_RECORDS SHOWN:_
[Start of section]

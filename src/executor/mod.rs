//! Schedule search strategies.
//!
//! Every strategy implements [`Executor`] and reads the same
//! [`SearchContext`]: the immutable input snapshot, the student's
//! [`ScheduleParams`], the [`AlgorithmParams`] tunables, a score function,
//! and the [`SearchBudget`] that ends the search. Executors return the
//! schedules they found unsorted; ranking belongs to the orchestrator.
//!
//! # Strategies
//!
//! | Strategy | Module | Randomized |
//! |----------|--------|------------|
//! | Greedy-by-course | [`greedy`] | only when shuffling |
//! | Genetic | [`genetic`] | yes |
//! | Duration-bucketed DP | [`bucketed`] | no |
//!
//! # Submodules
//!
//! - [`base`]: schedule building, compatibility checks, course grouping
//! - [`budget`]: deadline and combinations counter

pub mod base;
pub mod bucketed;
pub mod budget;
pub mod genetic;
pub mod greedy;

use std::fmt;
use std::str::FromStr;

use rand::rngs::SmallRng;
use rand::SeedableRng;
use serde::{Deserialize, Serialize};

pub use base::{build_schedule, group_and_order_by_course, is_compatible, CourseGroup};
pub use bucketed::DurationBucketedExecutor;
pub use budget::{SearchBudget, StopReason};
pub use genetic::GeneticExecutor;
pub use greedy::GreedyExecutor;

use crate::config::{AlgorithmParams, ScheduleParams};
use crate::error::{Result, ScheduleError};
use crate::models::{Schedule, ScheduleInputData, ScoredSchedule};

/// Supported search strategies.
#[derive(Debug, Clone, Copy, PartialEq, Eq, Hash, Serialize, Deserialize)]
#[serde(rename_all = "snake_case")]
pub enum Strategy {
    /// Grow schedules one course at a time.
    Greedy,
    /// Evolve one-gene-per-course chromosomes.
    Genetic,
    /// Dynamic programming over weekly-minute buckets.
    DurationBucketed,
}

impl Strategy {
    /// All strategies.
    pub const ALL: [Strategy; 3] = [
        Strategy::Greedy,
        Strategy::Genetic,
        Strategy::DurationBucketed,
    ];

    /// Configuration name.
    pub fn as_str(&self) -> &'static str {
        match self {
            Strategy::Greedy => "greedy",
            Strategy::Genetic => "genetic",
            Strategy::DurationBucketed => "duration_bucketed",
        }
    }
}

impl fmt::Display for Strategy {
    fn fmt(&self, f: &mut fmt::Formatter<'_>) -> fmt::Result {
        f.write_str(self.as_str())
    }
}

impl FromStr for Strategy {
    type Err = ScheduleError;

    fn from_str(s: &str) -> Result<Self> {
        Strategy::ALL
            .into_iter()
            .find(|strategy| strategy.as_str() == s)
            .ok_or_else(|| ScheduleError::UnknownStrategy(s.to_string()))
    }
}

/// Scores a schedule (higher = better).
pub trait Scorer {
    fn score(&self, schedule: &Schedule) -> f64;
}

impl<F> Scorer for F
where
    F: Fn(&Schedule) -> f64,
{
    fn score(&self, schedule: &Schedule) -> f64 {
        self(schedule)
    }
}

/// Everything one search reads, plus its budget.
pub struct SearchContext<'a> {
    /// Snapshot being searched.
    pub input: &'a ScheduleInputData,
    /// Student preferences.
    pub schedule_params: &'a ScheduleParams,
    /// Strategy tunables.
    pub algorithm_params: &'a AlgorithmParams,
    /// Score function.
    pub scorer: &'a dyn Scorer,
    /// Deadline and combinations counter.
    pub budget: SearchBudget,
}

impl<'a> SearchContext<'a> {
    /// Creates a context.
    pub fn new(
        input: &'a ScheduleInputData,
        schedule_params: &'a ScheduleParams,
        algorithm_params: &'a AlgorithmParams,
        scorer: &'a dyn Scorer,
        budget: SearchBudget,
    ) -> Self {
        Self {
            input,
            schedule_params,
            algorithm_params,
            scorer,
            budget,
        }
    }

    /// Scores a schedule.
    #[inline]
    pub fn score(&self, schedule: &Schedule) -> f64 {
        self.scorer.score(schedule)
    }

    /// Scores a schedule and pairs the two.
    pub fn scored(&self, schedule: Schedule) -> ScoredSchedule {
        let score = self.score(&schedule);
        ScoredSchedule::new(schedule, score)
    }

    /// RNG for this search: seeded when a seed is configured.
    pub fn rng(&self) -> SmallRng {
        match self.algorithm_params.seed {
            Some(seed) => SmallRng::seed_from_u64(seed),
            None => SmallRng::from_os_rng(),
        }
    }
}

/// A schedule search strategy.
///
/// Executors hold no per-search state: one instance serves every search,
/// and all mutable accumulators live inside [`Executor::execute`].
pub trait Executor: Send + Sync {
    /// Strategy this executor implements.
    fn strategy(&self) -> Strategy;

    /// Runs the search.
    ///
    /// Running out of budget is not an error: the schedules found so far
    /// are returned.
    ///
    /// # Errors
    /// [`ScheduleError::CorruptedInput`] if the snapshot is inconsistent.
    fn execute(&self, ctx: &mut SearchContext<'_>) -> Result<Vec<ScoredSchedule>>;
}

[End of section]

_EXERCISE DESCRIPTION:_
Transcribe the listing above line for line, from the first line to the line containing "pub enum Strategy", inclusive, with no other lines.

_OUTPUT OF THE TASK:_
filename src/executor/mod.rs
//! Schedule search strategies.
//!
//! Every strategy implements [`Executor`] and reads the same
//! [`SearchContext`]: the immutable input snapshot, the student's
//! [`ScheduleParams`], the [`AlgorithmParams`] tunables, a score function,
//! and the [`SearchBudget`] that ends the search. Executors return the
//! schedules they found unsorted; ranking belongs to the orchestrator.
//!
//! # Strategies
//!
//! | Strategy | Module | Randomized |
//! |----------|--------|------------|
//! | Greedy-by-course | [`greedy`] | only when shuffling |
//! | Genetic | [`genetic`] | yes |
//! | Duration-bucketed DP | [`bucketed`] | no |
//!
//! # Submodules
//!
//! - [`base`]: schedule building, compatibility checks, course grouping
//! - [`budget`]: deadline and combinations counter

pub mod base;
pub mod bucketed;
pub mod budget;
pub mod genetic;
pub mod greedy;

use std::fmt;
use std::str::FromStr;

use rand::rngs::SmallRng;
use rand::SeedableRng;
use serde::{Deserialize, Serialize};

pub use base::{build_schedule, group_and_order_by_course, is_compatible, CourseGroup};
pub use bucketed::DurationBucketedExecutor;
pub use budget::{SearchBudget, StopReason};
pub use genetic::GeneticExecutor;
pub use greedy::GreedyExecutor;

use crate::config::{AlgorithmParams, ScheduleParams};
use crate::error::{Result, ScheduleError};
use crate::models::{Schedule, ScheduleInputData, ScoredSchedule};

/// Supported search strategies.
#[derive(Debug, Clone, Copy, PartialEq, Eq, Hash, Serialize, Deserialize)]
#[serde(rename_all = "snake_case")]
pub enum Strategy {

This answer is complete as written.